I am writing a fan-fiction (thus the world that my story is set in is not mine though some modifications can be done in accordance to my story's timeline and setting in relation to the canon universe) where at some point the characters travel to a moon (which has a breathable atmosphere) of the main planet.
I plan that this moon has a giant wall, reaching the Karman line of the atmosphere (it does not really matter how high this line is, after all clouds are usually way below that arbitrary line), surrounding the entire circumference from pole to pole, separating the visible side, barren and moon-like, from the "far side", Earth-like and thriving with life and a civilization.
I try imagining how this world looks like from space, seeing a sudden and abrupt separation between an Earth-like landscape with oceans and trees and a barren white/grey cratered land. However I have difficulty seeing how clouds would look like.

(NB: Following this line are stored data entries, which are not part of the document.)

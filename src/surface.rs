//! Offscreen render surface shared by every capture.

use std::ops::Deref;

use image::{DynamicImage, RgbImage, RgbaImage, imageops};
use webp::Encoder;

use crate::error::PreviewError;
use crate::session::VideoFrame;

/// Reusable draw target. Width is fixed per capture; height follows the
/// source aspect ratio and is only recomputed when the source size changes.
#[derive(Debug, Default)]
pub struct RenderSurface {
    width: u32,
    height: u32,
    source: (u32, u32),
    resizes: u64,
    pixels: Option<RgbImage>,
}

impl RenderSurface {
    pub fn new() -> Self {
        Self::default()
    }

    pub fn width(&self) -> u32 {
        self.width
    }

    pub fn height(&self) -> u32 {
        self.height
    }

    /// Number of times the surface has been resized.
    pub fn resizes(&self) -> u64 {
        self.resizes
    }

    /// Sizes the surface for a `src_w x src_h` source rendered `target_w` wide.
    /// Returns false when the source has no dimensions.
    pub fn configure(&mut self, target_w: u32, src_w: u32, src_h: u32) -> bool {
        if target_w == 0 || src_w == 0 || src_h == 0 {
            return false;
        }
        if self.source == (src_w, src_h) && self.width == target_w {
            return true;
        }
        let height = ((src_h as f64 / src_w as f64) * target_w as f64) as u32;
        self.width = target_w;
        self.height = height.max(1);
        self.source = (src_w, src_h);
        self.resizes += 1;
        self.pixels = None;
        log::trace!(
            target: "scrub_preview::capture",
            "render surface resized to {}x{} for {}x{} source",
            self.width,
            self.height,
            src_w,
            src_h
        );
        true
    }

    /// Scales `frame` onto the surface.
    pub fn draw(&mut self, frame: VideoFrame) -> Result<(), PreviewError> {
        if self.width == 0 || self.height == 0 {
            return Err(PreviewError::Encode("render surface is not configured".into()));
        }
        let (fw, fh) = (frame.width, frame.height);
        let source = RgbaImage::from_raw(fw, fh, frame.data).ok_or_else(|| {
            PreviewError::Encode(format!("frame buffer does not match {}x{}", fw, fh))
        })?;
        let scaled = imageops::resize(
            &source,
            self.width,
            self.height,
            imageops::FilterType::Triangle,
        );
        self.pixels = Some(DynamicImage::ImageRgba8(scaled).into_rgb8());
        Ok(())
    }

    /// Encodes the current surface contents as lossy WebP.
    pub fn encode(&self, quality: f32) -> Result<Vec<u8>, PreviewError> {
        let pixels = self
            .pixels
            .as_ref()
            .ok_or_else(|| PreviewError::Encode("nothing drawn".into()))?;
        // WebPMemory is !Send; copy out before returning.
        let encoded = Encoder::from_rgb(pixels.as_raw(), pixels.width(), pixels.height())
            .encode_simple(false, quality)
            .map_err(|e| PreviewError::Encode(format!("{:?}", e)))?;
        Ok(encoded.deref().to_vec())
    }

    pub fn reset(&mut self) {
        *self = Self::default();
    }
}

Since the moon is tidally locked then the clouds would look like diagonal stripes opposite of each other on both hemispheres, like this image: https://upload.wikimedia.org/wikipedia/commons/thumb/b/b9/TerraformedVenus.jpg/250px-TerraformedVenus.jpg
However, with a wall surrounding the planet from pole to pole (in other words surrounding an entire meridian), I find it hard to know how clouds can work or move in such a situation.
So how will the clouds look like from space, in terms of overall shape and their movement through the atmosphere, when there is a giant "meridian wall" that practically reaches the Karman line of the moon's atmosphere?